This study addresses the challenge of differentiating Alzheimer’s disease (AD) from Lewy body dementia (LBD), whose clinical presentations substantially overlap, by overcoming limitations of existing atlas-based brain network approaches that struggle with topological heterogeneity and node misalignment arising from individualized cortical folding patterns. To this end, the authors propose a novel method for constructing cortical similarity networks based on three-hinge gyral landmarks, integrating local morphological features with anatomy-aware encoding. They further introduce a probabilistic permutation-invariant random walk framework that enables graph representation learning without explicit node correspondence. Evaluated on large-scale clinical cohorts of AD and LBD, the proposed approach significantly outperforms state-of-the-art sulcal- and atlas-based baselines, demonstrating its robustness and potential for precise dementia diagnosis.

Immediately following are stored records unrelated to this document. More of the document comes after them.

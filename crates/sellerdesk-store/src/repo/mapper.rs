//! Row mapper - rebuilds Department and Seller values from result rows
//!
//! Join queries select `seller.*` plus `department.Name AS DepName`, so a
//! single row carries both entities. Both tables have a `Name` column; the
//! alias is what lets the department name be read without colliding with the
//! seller's. Every join query in this crate must keep that alias.

use crate::errors::Result;
use crate::repo::row::NamedRow;
use sellerdesk_core::model::{Department, Seller};
use std::sync::Arc;

/// Column names shared by the queries and the mapper
pub mod columns {
    pub const ID: &str = "Id";
    pub const NAME: &str = "Name";
    pub const EMAIL: &str = "Email";
    pub const BIRTH_DATE: &str = "BirthDate";
    pub const BASE_SALARY: &str = "BaseSalary";
    pub const DEPARTMENT_ID: &str = "DepartmentId";
    /// Alias of `department.Name` in seller join queries
    pub const DEPARTMENT_NAME: &str = "DepName";
}

/// Which columns hold a department's id and name in a given row shape
#[derive(Debug, Clone, Copy, PartialEq, Eq)]
pub struct DepartmentColumns {
    pub id: &'static str,
    pub name: &'static str,
}

impl DepartmentColumns {
    /// Seller/department join rows: `DepartmentId`, `DepName`
    pub const JOINED: Self = Self {
        id: columns::DEPARTMENT_ID,
        name: columns::DEPARTMENT_NAME,
    };

    /// Plain `department` table rows: `Id`, `Name`
    pub const TABLE: Self = Self {
        id: columns::ID,
        name: columns::NAME,
    };
}

/// Build a Department from a seller/department join row
pub fn map_department<R: NamedRow + ?Sized>(row: &R) -> Result<Department> {
    map_department_with(row, DepartmentColumns::JOINED)
}

/// Build a Department from the given column pair
pub fn map_department_with<R: NamedRow + ?Sized>(
    row: &R,
    columns: DepartmentColumns,
) -> Result<Department> {
    Ok(Department::with_id(
        row.integer(columns.id)?,
        row.text(columns.name)?,
    ))
}

/// Build a Seller from a join row, attaching `department` as-is
pub fn map_seller<R: NamedRow + ?Sized>(row: &R, department: Arc<Department>) -> Result<Seller> {
    Ok(Seller {
        id: Some(row.integer(columns::ID)?),
        name: row.text(columns::NAME)?,
        email: row.text(columns::EMAIL)?,
        birth_date: row.date(columns::BIRTH_DATE)?,
        base_salary: row.decimal(columns::BASE_SALARY)?,
        department,
    })
}


#[cfg(test)]
mod tests {
    use super::fixture::{joined_row, MapRow};
    use super::*;
    use chrono::NaiveDate;
    use rust_decimal::Decimal;
    use sellerdesk_core::errors::ErrorKind;
    use std::str::FromStr;

    #[test]
    fn test_map_department_uses_alias_not_seller_name() {
        let row = joined_row(7, "Bob", 1, "Computers");
        let dep = map_department(&row).unwrap();
        assert_eq!(dep, Department::with_id(1, "Computers"));
    }

    #[test]
    fn test_map_department_with_table_columns() {
        let row = MapRow::default()
            .with(columns::ID, "4")
            .with(columns::NAME, "Books");
        let dep = map_department_with(&row, DepartmentColumns::TABLE).unwrap();
        assert_eq!(dep, Department::with_id(4, "Books"));
    }

    #[test]
    fn test_map_department_without_alias_fails() {
        let mut without_alias = joined_row(7, "Bob", 1, "Computers");
        without_alias.0.remove(columns::DEPARTMENT_NAME);

        let err = map_department(&without_alias).unwrap_err();
        assert_eq!(err.kind(), ErrorKind::Mapping);
        assert!(err.to_string().contains("DepName"));
    }

    #[test]
    fn test_map_seller_reads_every_field() {
        let row = joined_row(7, "Bob", 1, "Computers");
        let dep = Arc::new(Department::with_id(1, "Computers"));

        let seller = map_seller(&row, dep.clone()).unwrap();

        assert_eq!(seller.id, Some(7));
        assert_eq!(seller.name, "Bob");
        assert_eq!(seller.email, "bob@x.com");
        assert_eq!(
            seller.birth_date,
            NaiveDate::from_ymd_opt(1998, 5, 1).unwrap()
        );
        assert_eq!(seller.base_salary, Decimal::from_str("2000.00").unwrap());
        assert!(Arc::ptr_eq(&seller.department, &dep));
    }

    #[test]
    fn test_map_seller_attaches_given_department_unconditionally() {
        // Row says department 1, caller passes department 9: the mapper does
        // not second-guess the reference it is given.
        let row = joined_row(7, "Bob", 1, "Computers");
        let other = Arc::new(Department::with_id(9, "Elsewhere"));

        let seller = map_seller(&row, other.clone()).unwrap();
        assert!(Arc::ptr_eq(&seller.department, &other));
    }
}
//! Service descriptors

use serde::{Deserialize, Serialize};
use std::path::{Path, PathBuf};

/// Branch used when a service does not name one
pub const DEFAULT_BRANCH: &str = "main";

/// A service repository taking part in the development stack.
///
/// Identity is `name`: it names the local working copy, the hosting
/// repository under each account, and the development image.
#[derive(Debug, Clone, Serialize, Deserialize, PartialEq, Eq)]
#[serde(rename_all = "camelCase")]
pub struct ServiceDescriptor {
    /// Service name (e.g. "auth-service")
    pub name: String,

    /// Canonical upstream repository URL
    #[serde(alias = "repo")]
    pub repository_url: String,

    /// Tracked branch, `main` when unset
    #[serde(default, skip_serializing_if = "Option::is_none")]
    pub branch: Option<String>,
}

impl ServiceDescriptor {
    pub fn new(name: impl Into<String>, repository_url: impl Into<String>) -> Self {
        Self {
            name: name.into(),
            repository_url: repository_url.into(),
            branch: None,
        }
    }

    pub fn with_branch(mut self, branch: impl Into<String>) -> Self {
        self.branch = Some(branch.into());
        self
    }

    /// The tracked branch, falling back to `main`
    pub fn branch(&self) -> &str {
        self.branch
            .as_deref()
            .filter(|b| !b.is_empty())
            .unwrap_or(DEFAULT_BRANCH)
    }

    /// Local working copy path under the workspace root
    pub fn local_path(&self, workspace_root: &Path) -> PathBuf {
        workspace_root.join(&self.name)
    }

    /// Image reference for the development build, e.g. `auth-service:development`
    pub fn image_ref(&self, tag: &str) -> String {
        format!("{}:{}", self.name, tag)
    }
}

Alzheimer's disease (AD) and Lewy body dementia (LBD) present overlapping clinical features yet require distinct diagnostic strategies. While neuroimaging-based brain network analysis is promising, atlas-based representations may obscure individualized anatomy. Gyral folding-based networks using three-hinge gyri provide a biologically grounded alternative, but inter-individual variability in cortical folding results in inconsistent landmark correspondence and highly irregular network sizes, violating the fixed-topology and node-alignment assumptions of most existing graph learning methods, particularly in clinical datasets where pathological changes further amplify anatomical heterogeneity. We therefore propose a probability-invariant random-walk-based framework that classifies individualized gyral folding networks without explicit node alignment. Cortical similarity networks are built from local morphometric features and represented by distributions of anonymized random walks, with an anatomy-aware encoding that preserves permutation invariance. Experiments on a large clinical cohort of AD and LBD subjects show consistent improvements over existing gyral folding and atlas-based models, demonstrating robustness and potential for dementia diagnosis.